_What you have to do:_
Tally the lines below that contain the word "explicit", then give the tally and nothing more.

_Data to use:_
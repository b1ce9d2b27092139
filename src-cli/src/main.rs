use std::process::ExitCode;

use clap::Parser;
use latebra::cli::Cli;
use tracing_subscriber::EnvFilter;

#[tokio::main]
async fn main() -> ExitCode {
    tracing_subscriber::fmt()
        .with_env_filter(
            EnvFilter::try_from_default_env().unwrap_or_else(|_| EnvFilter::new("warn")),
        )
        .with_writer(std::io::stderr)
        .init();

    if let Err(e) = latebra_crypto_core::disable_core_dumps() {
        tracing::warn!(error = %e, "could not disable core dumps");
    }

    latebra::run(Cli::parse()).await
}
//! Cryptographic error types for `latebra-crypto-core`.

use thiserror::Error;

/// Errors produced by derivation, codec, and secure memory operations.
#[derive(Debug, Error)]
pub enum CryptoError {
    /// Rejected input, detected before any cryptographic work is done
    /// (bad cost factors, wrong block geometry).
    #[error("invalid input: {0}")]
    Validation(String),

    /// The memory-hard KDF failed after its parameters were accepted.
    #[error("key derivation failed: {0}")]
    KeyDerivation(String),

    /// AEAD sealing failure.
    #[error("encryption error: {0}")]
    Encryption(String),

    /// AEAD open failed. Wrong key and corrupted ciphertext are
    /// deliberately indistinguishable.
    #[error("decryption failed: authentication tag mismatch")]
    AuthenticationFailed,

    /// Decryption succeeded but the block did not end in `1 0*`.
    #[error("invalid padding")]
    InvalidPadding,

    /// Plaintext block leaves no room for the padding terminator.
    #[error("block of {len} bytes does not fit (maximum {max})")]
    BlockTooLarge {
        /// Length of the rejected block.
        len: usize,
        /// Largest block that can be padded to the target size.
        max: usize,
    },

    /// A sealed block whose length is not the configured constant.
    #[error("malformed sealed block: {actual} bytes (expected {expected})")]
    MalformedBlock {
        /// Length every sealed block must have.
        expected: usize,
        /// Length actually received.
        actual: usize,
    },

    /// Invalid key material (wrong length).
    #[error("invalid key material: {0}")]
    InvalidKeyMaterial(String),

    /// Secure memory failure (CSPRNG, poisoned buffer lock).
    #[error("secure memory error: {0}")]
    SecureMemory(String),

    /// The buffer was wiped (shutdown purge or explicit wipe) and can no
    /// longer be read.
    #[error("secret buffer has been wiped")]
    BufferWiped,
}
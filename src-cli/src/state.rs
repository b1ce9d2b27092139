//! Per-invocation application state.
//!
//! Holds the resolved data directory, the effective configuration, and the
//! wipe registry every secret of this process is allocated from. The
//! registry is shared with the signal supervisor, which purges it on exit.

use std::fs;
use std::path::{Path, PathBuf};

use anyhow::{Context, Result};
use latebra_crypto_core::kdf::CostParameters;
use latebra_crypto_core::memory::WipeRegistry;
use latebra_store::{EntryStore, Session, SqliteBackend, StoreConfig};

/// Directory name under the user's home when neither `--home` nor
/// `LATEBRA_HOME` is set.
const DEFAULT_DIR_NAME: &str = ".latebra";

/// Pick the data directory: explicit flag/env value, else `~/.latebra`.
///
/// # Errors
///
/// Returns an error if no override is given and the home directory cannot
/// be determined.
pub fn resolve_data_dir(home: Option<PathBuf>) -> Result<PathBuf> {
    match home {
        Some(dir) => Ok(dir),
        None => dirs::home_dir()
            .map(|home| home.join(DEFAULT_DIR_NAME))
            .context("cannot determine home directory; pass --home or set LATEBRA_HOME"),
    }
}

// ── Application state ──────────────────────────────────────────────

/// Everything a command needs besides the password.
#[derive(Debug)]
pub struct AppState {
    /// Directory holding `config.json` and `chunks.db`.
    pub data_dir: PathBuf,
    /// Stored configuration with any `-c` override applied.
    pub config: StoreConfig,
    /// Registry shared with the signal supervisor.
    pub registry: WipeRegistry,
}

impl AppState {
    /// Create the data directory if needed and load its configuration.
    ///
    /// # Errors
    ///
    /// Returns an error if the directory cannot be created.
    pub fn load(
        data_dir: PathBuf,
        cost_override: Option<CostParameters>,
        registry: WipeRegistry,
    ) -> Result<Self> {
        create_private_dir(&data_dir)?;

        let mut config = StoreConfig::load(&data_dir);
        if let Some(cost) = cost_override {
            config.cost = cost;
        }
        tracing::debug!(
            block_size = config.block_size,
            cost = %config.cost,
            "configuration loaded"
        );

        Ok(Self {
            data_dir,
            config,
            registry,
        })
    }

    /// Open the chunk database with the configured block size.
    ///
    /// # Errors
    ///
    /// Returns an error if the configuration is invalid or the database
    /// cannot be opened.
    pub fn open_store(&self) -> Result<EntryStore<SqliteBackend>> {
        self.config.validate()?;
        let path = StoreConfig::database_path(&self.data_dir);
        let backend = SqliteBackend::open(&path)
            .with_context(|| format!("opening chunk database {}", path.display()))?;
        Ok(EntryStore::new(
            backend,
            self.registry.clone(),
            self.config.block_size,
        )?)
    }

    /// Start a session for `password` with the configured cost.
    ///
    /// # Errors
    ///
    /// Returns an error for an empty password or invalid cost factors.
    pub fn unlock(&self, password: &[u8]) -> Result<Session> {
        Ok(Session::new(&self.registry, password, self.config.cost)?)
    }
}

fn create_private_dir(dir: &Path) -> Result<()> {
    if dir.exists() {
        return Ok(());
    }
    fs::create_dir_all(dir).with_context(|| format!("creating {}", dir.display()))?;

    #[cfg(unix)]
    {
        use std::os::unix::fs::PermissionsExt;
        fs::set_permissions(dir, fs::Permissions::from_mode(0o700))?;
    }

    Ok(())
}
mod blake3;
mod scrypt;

...

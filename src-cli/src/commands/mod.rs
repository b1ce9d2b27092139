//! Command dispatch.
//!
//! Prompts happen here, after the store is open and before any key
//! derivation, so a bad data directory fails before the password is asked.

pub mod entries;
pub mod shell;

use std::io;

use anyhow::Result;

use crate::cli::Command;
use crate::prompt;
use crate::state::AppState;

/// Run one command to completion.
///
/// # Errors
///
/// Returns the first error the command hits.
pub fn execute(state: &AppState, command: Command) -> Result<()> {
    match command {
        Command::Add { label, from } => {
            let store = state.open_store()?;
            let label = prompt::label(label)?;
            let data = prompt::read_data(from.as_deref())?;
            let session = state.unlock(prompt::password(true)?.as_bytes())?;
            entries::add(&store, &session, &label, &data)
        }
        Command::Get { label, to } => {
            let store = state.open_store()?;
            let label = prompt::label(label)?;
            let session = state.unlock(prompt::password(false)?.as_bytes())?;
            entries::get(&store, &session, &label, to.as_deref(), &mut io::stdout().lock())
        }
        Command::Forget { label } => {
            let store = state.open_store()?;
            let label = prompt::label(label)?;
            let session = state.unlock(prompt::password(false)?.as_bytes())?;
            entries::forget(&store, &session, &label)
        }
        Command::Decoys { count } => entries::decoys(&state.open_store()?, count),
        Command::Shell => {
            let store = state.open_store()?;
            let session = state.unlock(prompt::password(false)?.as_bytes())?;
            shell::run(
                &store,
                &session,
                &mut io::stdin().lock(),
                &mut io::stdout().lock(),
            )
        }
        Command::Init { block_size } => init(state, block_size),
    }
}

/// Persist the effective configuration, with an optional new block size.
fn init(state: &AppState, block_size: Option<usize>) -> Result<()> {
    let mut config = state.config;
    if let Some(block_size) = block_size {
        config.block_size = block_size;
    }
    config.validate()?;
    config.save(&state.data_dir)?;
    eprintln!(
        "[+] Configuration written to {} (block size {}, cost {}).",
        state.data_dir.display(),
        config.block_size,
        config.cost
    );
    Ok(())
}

---

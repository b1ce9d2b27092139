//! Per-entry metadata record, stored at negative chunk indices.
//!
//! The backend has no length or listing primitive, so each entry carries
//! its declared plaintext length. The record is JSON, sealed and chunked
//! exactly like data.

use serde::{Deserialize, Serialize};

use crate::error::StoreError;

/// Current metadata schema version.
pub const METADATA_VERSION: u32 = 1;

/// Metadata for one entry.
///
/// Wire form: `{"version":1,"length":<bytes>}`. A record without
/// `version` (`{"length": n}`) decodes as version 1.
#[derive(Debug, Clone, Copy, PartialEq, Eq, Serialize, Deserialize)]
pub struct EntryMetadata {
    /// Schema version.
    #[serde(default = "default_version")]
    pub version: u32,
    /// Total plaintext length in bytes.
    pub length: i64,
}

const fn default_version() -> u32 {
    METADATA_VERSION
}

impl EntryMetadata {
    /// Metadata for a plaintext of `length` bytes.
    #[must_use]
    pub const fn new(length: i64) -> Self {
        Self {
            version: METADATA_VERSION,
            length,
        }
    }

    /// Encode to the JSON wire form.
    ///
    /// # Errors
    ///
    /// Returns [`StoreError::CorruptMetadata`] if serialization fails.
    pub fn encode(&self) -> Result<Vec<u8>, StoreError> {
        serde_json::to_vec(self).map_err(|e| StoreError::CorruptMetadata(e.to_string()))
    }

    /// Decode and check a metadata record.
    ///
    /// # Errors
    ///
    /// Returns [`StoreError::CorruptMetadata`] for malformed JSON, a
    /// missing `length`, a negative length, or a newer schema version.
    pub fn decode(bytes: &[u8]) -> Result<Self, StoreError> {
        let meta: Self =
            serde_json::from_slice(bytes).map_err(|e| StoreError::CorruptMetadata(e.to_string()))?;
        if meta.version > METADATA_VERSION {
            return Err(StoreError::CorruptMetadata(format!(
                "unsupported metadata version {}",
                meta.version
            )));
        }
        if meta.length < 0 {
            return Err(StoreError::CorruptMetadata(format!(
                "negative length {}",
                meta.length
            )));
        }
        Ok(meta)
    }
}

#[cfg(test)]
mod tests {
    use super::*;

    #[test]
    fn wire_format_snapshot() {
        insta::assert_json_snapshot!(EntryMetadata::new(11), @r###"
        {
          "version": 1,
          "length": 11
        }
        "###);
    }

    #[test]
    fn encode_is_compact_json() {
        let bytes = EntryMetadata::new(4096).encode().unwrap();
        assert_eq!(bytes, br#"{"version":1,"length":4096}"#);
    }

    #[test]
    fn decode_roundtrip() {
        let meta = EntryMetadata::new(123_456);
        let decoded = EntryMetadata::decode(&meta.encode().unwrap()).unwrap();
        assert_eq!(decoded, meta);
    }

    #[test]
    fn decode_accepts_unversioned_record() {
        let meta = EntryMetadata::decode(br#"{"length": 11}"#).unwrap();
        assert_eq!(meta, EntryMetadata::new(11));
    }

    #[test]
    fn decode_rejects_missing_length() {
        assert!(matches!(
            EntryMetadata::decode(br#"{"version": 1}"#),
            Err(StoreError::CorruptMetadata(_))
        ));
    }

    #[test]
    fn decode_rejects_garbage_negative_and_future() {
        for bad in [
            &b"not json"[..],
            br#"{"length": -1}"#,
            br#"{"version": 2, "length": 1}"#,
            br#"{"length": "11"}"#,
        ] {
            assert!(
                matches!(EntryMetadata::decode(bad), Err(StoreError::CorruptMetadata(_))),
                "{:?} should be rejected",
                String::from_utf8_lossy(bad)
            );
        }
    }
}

_Answer to this problem:_
2